-- Opening Marker --

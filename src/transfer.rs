//! Export and import of the complete ledger as a single JSON document.
//!
//! ```json
//! {
//!   "transactions": [ { "id": 1, "type": "income", "amount": 1000, ... } ],
//!   "categories": [ { "id": 2, "name": "Sueldo" } ]
//! }
//! ```

use crate::error::LedgerError;
use crate::ledger::Ledger;
use crate::model::{Categories, Transactions};
use crate::store::KeyValueStore;
use crate::Result;
use anyhow::Context;
use serde::{Deserialize, Serialize};
use std::collections::HashSet;
use tracing::info;

const TRANSACTIONS_FIELD: &str = "transactions";
const CATEGORIES_FIELD: &str = "categories";

/// The export/import file format.
#[derive(Debug, Clone, Default, Eq, PartialEq, Serialize, Deserialize)]
pub struct LedgerDocument {
    pub transactions: Transactions,
    pub categories: Categories,
}

impl LedgerDocument {
    /// Pretty-printed JSON.
    pub fn to_json(&self) -> Result<String> {
        serde_json::to_string_pretty(self).context("Unable to serialize the ledger")
    }

    /// Parses and validates a document.
    ///
    /// # Errors
    /// - `LedgerError::ParseError` if `text` is not JSON, or a record cannot be read.
    /// - `LedgerError::InvalidDocument` if the top level is not an object with `transactions`
    ///   and `categories` arrays, or if the records break a ledger rule (blank or duplicate
    ///   category names, duplicate IDs).
    pub fn parse(text: &str) -> Result<Self> {
        let value: serde_json::Value =
            serde_json::from_str(text).map_err(|e| LedgerError::ParseError(e.to_string()))?;

        let object = value.as_object().ok_or_else(|| {
            LedgerError::InvalidDocument("expected a JSON object at the top level".to_string())
        })?;
        for field in [TRANSACTIONS_FIELD, CATEGORIES_FIELD] {
            match object.get(field) {
                Some(serde_json::Value::Array(_)) => {}
                Some(_) => {
                    return Err(LedgerError::InvalidDocument(format!(
                        "the '{field}' field must be a list"
                    ))
                    .into())
                }
                None => {
                    return Err(LedgerError::InvalidDocument(format!(
                        "the '{field}' field is missing"
                    ))
                    .into())
                }
            }
        }

        let document: LedgerDocument =
            serde_json::from_value(value).map_err(|e| LedgerError::ParseError(e.to_string()))?;
        document.check()?;
        Ok(document)
    }

    fn check(&self) -> Result<()> {
        let mut names = HashSet::new();
        let mut category_ids = HashSet::new();
        for category in &self.categories {
            let name = category.name().trim();
            if name.is_empty() {
                return Err(invalid(format!(
                    "category {} has an empty name",
                    category.id()
                )));
            }
            if !names.insert(name.to_lowercase()) {
                return Err(invalid(format!("the category '{name}' appears more than once")));
            }
            if !category_ids.insert(category.id()) {
                return Err(invalid(format!(
                    "the category ID {} appears more than once",
                    category.id()
                )));
            }
        }

        let mut transaction_ids = HashSet::new();
        for transaction in &self.transactions {
            if !transaction_ids.insert(transaction.id()) {
                return Err(invalid(format!(
                    "the transaction ID {} appears more than once",
                    transaction.id()
                )));
            }
        }
        Ok(())
    }
}

fn invalid(message: String) -> anyhow::Error {
    LedgerError::InvalidDocument(message).into()
}

/// What an import replaced the ledger with.
#[derive(Debug, Clone, Copy, Eq, PartialEq, Serialize)]
pub struct ImportSummary {
    pub transactions: usize,
    pub categories: usize,
}

/// Returns a document holding the full ledger.
pub fn export<S>(ledger: &Ledger<S>) -> LedgerDocument
where
    S: KeyValueStore,
{
    LedgerDocument {
        transactions: ledger.transactions().clone(),
        categories: ledger.categories().clone(),
    }
}

/// Replaces the ledger with the contents of `text`. This discards all current data; callers
/// must confirm with the user first. If `text` is rejected, the ledger is left untouched.
pub async fn import<S>(ledger: &mut Ledger<S>, text: &str) -> Result<ImportSummary>
where
    S: KeyValueStore,
{
    let document = LedgerDocument::parse(text)?;
    import_document(ledger, document).await
}

/// Replaces the ledger with an already parsed `document`.
pub async fn import_document<S>(
    ledger: &mut Ledger<S>,
    document: LedgerDocument,
) -> Result<ImportSummary>
where
    S: KeyValueStore,
{
    let summary = ImportSummary {
        transactions: document.transactions.len(),
        categories: document.categories.len(),
    };
    ledger
        .replace(document.transactions, document.categories)
        .await?;
    info!(
        "Imported {} transactions and {} categories",
        summary.transactions, summary.categories
    );
    Ok(summary)
}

-- Closing Marker --

* **Work item**: Your answer must be the data above, copied exactly from its first line through the line containing "pub fn to_json(&self)", and nothing more.

* **Result of the task**:
filename src/transfer.rs
//! Export and import of the complete ledger as a single JSON document.
//!
//! ```json
//! {
//!   "transactions": [ { "id": 1, "type": "income", "amount": 1000, ... } ],
//!   "categories": [ { "id": 2, "name": "Sueldo" } ]
//! }
//! ```

use crate::error::LedgerError;
use crate::ledger::Ledger;
use crate::model::{Categories, Transactions};
use crate::store::KeyValueStore;
use crate::Result;
use anyhow::Context;
use serde::{Deserialize, Serialize};
use std::collections::HashSet;
use tracing::info;

const TRANSACTIONS_FIELD: &str = "transactions";
const CATEGORIES_FIELD: &str = "categories";

/// The export/import file format.
#[derive(Debug, Clone, Default, Eq, PartialEq, Serialize, Deserialize)]
pub struct LedgerDocument {
    pub transactions: Transactions,
    pub categories: Categories,
}

impl LedgerDocument {
    /// Pretty-printed JSON.
    pub fn to_json(&self) -> Result<String> {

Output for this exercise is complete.